Since before the turn of the millennium, football was all but dead at Kalani and critically ill at Kaiser.
“I’d drive by Kalani and they used to have these small little pods of players,” Miano said. “I always wondered if these (football programs) could survive on their own, maybe they’d have to combine. Now this whole area is revitalized with the Lee brothers and what’s happened at Kaiser. You have to give (the players) a reason to stay. We have the reasons now.”
Now, with the big-name coaches on board, Kalani and Kaiser both keep more of the athletes from their districts. And whatever you want to call it, they’re already attracting others from outside the borders.
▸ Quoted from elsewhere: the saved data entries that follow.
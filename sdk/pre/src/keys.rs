//! Key Material
//!
//! Umbral secp256k1 key pairs double as encrypting keys and as the
//! verifying keys of signers, so a single public key type covers both.

pub use umbral_pre::{PublicKey, SecretKey, SecretKeyFactory, Signature, Signer};

use crate::error::PreError;

/// Public half of a [`Signer`]
pub type VerifyingKey = PublicKey;

/// Seed length accepted by [`factory_from_seed`]
pub const SEED_SIZE: usize = 32;

/// Compressed SEC1 encoding (33 bytes)
pub fn key_bytes(key: &PublicKey) -> Vec<u8> {
    key.to_compressed_bytes().into_vec()
}

pub fn key_from_bytes(bytes: &[u8]) -> Result<PublicKey, PreError> {
    PublicKey::try_from_compressed_bytes(bytes)
        .map_err(|_| PreError::InvalidBytes("compressed public key"))
}

/// Deterministic key factory for a 32-byte seed
pub fn factory_from_seed(seed: &[u8; SEED_SIZE]) -> Result<SecretKeyFactory, PreError> {
    SecretKeyFactory::from_secure_randomness(seed)
        .map_err(|_| PreError::InvalidBytes("secret key factory seed"))
}

/// Signer whose key is derived from `seed`
pub fn signer_from_seed(seed: &[u8; SEED_SIZE]) -> Result<Signer, PreError> {
    Ok(Signer::new(factory_from_seed(seed)?.make_key(b"signing")))
}

pub fn random_signer() -> Signer {
    Signer::new(SecretKey::random())
}

pub fn verify_signature(key: &VerifyingKey, message: &[u8], signature: &Signature) -> bool {
    signature.verify(key, message)
}

#[cfg(test)]
mod tests {
    use super::*;

    #[test]
    fn test_key_bytes_roundtrip() {
        let pk = SecretKey::random().public_key();
        let bytes = key_bytes(&pk);
        assert_eq!(bytes.len(), 33);
        assert_eq!(key_from_bytes(&bytes).unwrap(), pk);
        assert!(key_from_bytes(&bytes[1..]).is_err());
    }

    #[test]
    fn test_factory_is_deterministic_per_label() {
        let factory = factory_from_seed(&[7u8; 32]).unwrap();
        let a = factory.make_key(b"label-a").public_key();
        let a_again = factory_from_seed(&[7u8; 32])
            .unwrap()
            .make_key(b"label-a")
            .public_key();
        let b = factory.make_key(b"label-b").public_key();

        assert_eq!(a, a_again);
        assert_ne!(a, b);
    }

    #[test]
    fn test_signer_roundtrip() {
        let signer = signer_from_seed(&[3u8; 32]).unwrap();
        let signature = signer.sign(b"payload");
        assert!(verify_signature(&signer.verifying_key(), b"payload", &signature));
        assert!(!verify_signature(&signer.verifying_key(), b"other", &signature));
        assert!(!verify_signature(&random_signer().verifying_key(), b"payload", &signature));
    }
}
//! Publisher

use cbd_pre::{PreError, PublicKey, Signer, VerifiedKeyFrag, VerifyingKey, generate_kfrags};
use tracing::debug;

use crate::boundary::PolicyLedger;
use crate::characters::bob::RemoteBob;
use crate::error::{CbdError, Result};
use crate::keyring::Keyring;
use crate::kits::message_kit::MessageKit;
use crate::policy::builder::{BlockchainPolicy, EnactedPolicy};
use crate::policy::cohort::Cohort;

/// Owns the delegating keys and grants policies over them
pub struct Alice {
    keyring: Keyring,
    signer: Signer,
}

impl std::fmt::Debug for Alice {
    fn fmt(&self, f: &mut std::fmt::Formatter<'_>) -> std::fmt::Result {
        f.debug_struct("Alice")
            .field("verifying_key", &self.verifying_key())
            .finish_non_exhaustive()
    }
}

impl Alice {
    pub fn from_keyring(keyring: Keyring) -> Self {
        let signer = keyring.signer();
        Self { keyring, signer }
    }

    pub fn signer(&self) -> &Signer {
        &self.signer
    }

    pub fn verifying_key(&self) -> VerifyingKey {
        self.signer.verifying_key()
    }

    pub fn policy_encrypting_key(&self, label: &str) -> PublicKey {
        self.keyring.policy_encrypting_key(label)
    }

    /// Split the label's delegating key into `shares` fragments for `bob`
    pub fn generate_kfrags(
        &self,
        bob: &RemoteBob,
        label: &str,
        threshold: usize,
        shares: usize,
    ) -> Result<(Vec<VerifiedKeyFrag>, PublicKey)> {
        let delegating = self.keyring.policy_secret_key(label);
        let kfrags = generate_kfrags(
            &delegating,
            &bob.encrypting_key,
            &self.signer,
            threshold,
            shares,
        )
        .map_err(|e| match e {
            PreError::InvalidThreshold { .. } => {
                CbdError::InvalidPolicyConfiguration(e.to_string())
            }
            other => CbdError::Decryption(other),
        })?;
        debug!("Generated {} key fragments for label {}", kfrags.len(), label);
        Ok((kfrags, delegating.public_key()))
    }

    /// Grant `bob` a policy over `label`, assigned to `cohort`
    pub async fn grant(
        &self,
        bob: RemoteBob,
        label: &str,
        cohort: Cohort,
        ledger: &dyn PolicyLedger,
    ) -> Result<EnactedPolicy> {
        BlockchainPolicy::new(self, bob, label, cohort)
            .enact(ledger)
            .await
    }

    /// Open a kit encrypted under one of this publisher's policy keys
    pub fn decrypt_own(&self, label: &str, kit: &MessageKit) -> Result<Vec<u8>> {
        kit.decrypt(&self.keyring.policy_secret_key(label))
    }
}
//! Policy identifier
//!
//! The HRAC binds a policy to its publisher, its recipient and its label
//! without revealing the label.

use std::fmt;

use cbd_pre::VerifyingKey;
use serde::{Deserialize, Serialize};

const HRAC_CONTEXT: &str = "CBD-HRAC-V1";
pub const HRAC_SIZE: usize = 16;

#[derive(Debug, Clone, Copy, PartialEq, Eq, Hash, PartialOrd, Ord, Serialize, Deserialize)]
pub struct Hrac([u8; HRAC_SIZE]);

impl Hrac {
    pub fn new(publisher: &VerifyingKey, recipient: &VerifyingKey, label: &str) -> Self {
        let mut hasher = blake3::Hasher::new_derive_key(HRAC_CONTEXT);
        hasher.update(&cbd_pre::key_bytes(publisher));
        hasher.update(&cbd_pre::key_bytes(recipient));
        hasher.update(label.as_bytes());
        let digest = hasher.finalize();

        let mut bytes = [0u8; HRAC_SIZE];
        bytes.copy_from_slice(&digest.as_bytes()[..HRAC_SIZE]);
        Self(bytes)
    }

    pub fn as_bytes(&self) -> &[u8; HRAC_SIZE] {
        &self.0
    }

    pub fn from_hex(s: &str) -> Option<Self> {
        let bytes = hex::decode(s).ok()?;
        let bytes: [u8; HRAC_SIZE] = bytes.try_into().ok()?;
        Some(Self(bytes))
    }
}

impl fmt::Display for Hrac {
    fn fmt(&self, f: &mut fmt::Formatter<'_>) -> fmt::Result {
        f.write_str(&hex::encode(self.0))
    }
}

#[cfg(test)]
mod tests {
    use super::*;
    use cbd_pre::signer_from_seed;

    #[test]
    fn test_hrac_binds_all_inputs() {
        let alice = signer_from_seed(&[1u8; 32]).unwrap().verifying_key();
        let bob = signer_from_seed(&[2u8; 32]).unwrap().verifying_key();

        let hrac = Hrac::new(&alice, &bob, "label");
        assert_eq!(hrac, Hrac::new(&alice, &bob, "label"));
        assert_ne!(hrac, Hrac::new(&alice, &bob, "other"));
        assert_ne!(hrac, Hrac::new(&bob, &alice, "label"));
    }

    #[test]
    fn test_hex_roundtrip() {
        let alice = signer_from_seed(&[1u8; 32]).unwrap().verifying_key();
        let hrac = Hrac::new(&alice, &alice, "x");
        assert_eq!(Hrac::from_hex(&hrac.to_string()), Some(hrac));
        assert_eq!(Hrac::from_hex("abcd"), None);
    }
}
“Actually, it’s more that they’re staying home. Especially this year, we had a great turnout for JV, about 50 kids,” Ron Lee said. “The other real noticeable thing is I’ve been going to the same places for everything for years and years. Now all of a sudden the people who work at Zippy’s, Longs, the bank, they all tell me they’re Kalani grads and they follow the team.”
There’s something new about this rivalry, but there’s something traditional about it. It’s great to see these coaches who weren’t retained at UH are still in the game, at their old schools (Ron Lee, a Saint Louis graduate, started his coaching career at Kalani), and for the right reasons. Hawaii high school football coaching was already very good, and it’s now this much better.
“When you go to your alma mater, it’s special,” Cal Lee said. “I’ve come full circle in the sense I started here and coming back to where I started my football career. I have a lot of aloha for the school.”
Miano is too busy and too happy to worry about not getting the UH head coaching job he applied for last year.
“I have so much respect for (the Lee brothers). I wouldn’t be sitting in this chair if it weren’t for them, because I wouldn’t have played football,” he said. “I’m really content and I find myself at peace.
Finally being a head coach. Having great kids who work tremendously hard and a great staff. My goal was to never leave Hawaii.”